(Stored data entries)

- - -

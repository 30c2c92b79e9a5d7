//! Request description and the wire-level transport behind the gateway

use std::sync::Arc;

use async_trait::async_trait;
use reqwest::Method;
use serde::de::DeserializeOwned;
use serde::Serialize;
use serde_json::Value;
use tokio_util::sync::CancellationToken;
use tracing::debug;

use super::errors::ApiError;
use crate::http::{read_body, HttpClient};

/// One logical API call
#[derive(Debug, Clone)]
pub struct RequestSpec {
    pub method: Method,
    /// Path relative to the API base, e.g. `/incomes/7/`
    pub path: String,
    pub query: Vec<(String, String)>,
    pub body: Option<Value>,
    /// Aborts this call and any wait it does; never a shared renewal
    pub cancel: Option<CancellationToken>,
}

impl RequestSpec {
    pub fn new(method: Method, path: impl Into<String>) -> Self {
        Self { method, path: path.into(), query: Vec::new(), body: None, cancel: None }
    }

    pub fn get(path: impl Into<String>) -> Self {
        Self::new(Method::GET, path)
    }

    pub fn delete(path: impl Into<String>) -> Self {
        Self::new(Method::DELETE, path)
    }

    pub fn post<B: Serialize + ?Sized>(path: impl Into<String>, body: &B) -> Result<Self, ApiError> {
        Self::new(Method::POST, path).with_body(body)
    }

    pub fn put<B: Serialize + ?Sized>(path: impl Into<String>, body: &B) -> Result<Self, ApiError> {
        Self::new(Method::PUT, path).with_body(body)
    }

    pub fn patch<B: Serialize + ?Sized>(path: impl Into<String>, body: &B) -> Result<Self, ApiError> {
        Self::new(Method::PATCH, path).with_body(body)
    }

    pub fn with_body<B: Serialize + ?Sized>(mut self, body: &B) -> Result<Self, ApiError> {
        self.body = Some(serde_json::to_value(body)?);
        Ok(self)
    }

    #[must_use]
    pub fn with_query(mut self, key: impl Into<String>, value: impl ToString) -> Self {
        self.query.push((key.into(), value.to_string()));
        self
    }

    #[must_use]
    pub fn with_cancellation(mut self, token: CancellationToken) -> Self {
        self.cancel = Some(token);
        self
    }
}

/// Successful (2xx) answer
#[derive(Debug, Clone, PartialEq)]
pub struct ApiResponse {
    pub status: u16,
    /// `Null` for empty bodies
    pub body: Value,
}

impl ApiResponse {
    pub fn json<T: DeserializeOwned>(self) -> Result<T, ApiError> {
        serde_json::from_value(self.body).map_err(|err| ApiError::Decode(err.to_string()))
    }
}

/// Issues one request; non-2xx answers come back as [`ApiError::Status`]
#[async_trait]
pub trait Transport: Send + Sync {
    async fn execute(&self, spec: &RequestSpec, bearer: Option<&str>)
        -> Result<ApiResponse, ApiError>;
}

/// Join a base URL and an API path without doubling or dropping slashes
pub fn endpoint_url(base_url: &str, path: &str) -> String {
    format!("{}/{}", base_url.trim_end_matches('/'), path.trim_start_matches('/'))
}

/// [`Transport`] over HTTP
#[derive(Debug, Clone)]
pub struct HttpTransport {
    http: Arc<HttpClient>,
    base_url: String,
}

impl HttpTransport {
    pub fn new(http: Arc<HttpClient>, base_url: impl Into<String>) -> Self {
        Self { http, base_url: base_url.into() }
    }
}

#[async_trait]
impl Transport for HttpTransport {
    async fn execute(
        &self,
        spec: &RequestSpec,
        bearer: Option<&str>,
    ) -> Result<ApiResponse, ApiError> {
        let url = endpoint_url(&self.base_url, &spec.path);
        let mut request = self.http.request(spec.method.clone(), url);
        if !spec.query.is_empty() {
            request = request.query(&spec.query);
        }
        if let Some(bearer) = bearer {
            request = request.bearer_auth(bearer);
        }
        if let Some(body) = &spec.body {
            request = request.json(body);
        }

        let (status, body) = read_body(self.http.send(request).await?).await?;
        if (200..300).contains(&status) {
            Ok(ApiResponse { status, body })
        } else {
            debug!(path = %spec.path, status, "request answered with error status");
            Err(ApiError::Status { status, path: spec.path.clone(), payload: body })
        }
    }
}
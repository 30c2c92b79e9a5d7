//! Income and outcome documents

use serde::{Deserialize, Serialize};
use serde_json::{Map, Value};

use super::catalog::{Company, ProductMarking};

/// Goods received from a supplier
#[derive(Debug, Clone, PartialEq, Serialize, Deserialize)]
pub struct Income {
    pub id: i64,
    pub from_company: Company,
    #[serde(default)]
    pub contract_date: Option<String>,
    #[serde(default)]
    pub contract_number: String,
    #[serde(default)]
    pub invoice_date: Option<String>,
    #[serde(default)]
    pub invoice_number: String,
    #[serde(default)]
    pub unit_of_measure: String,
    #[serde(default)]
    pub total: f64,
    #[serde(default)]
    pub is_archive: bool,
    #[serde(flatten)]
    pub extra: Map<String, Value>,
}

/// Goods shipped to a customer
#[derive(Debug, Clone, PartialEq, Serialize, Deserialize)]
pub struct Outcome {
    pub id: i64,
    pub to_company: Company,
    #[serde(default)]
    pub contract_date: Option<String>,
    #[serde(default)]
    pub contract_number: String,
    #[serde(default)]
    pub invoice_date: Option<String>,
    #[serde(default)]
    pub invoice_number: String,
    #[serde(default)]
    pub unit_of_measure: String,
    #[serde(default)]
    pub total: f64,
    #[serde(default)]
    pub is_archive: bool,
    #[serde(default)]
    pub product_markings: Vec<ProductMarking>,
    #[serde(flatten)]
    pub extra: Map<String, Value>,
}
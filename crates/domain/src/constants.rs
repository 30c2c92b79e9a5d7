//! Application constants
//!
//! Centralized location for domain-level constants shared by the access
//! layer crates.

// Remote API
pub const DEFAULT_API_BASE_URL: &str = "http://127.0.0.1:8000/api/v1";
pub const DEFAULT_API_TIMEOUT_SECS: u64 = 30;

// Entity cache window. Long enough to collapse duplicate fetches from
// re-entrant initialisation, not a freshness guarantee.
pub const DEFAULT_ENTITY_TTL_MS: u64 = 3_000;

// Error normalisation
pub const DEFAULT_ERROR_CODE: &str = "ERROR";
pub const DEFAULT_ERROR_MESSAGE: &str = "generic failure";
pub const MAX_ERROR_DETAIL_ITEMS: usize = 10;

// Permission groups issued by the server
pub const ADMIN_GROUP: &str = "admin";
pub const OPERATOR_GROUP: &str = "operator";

- - -

#### [REQUIRED WORK]
Using the records above, restate word for word the lines from the one with "pub fn patch<B: Serialize" through the one with "pub fn with_body<B: Serialize", both included.

#### [ANSWER SECTION]
    pub fn patch<B: Serialize + ?Sized>(path: impl Into<String>, body: &B) -> Result<Self, ApiError> {
        Self::new(Method::PATCH, path).with_body(body)
    }

    pub fn with_body<B: Serialize + ?Sized>(mut self, body: &B) -> Result<Self, ApiError> {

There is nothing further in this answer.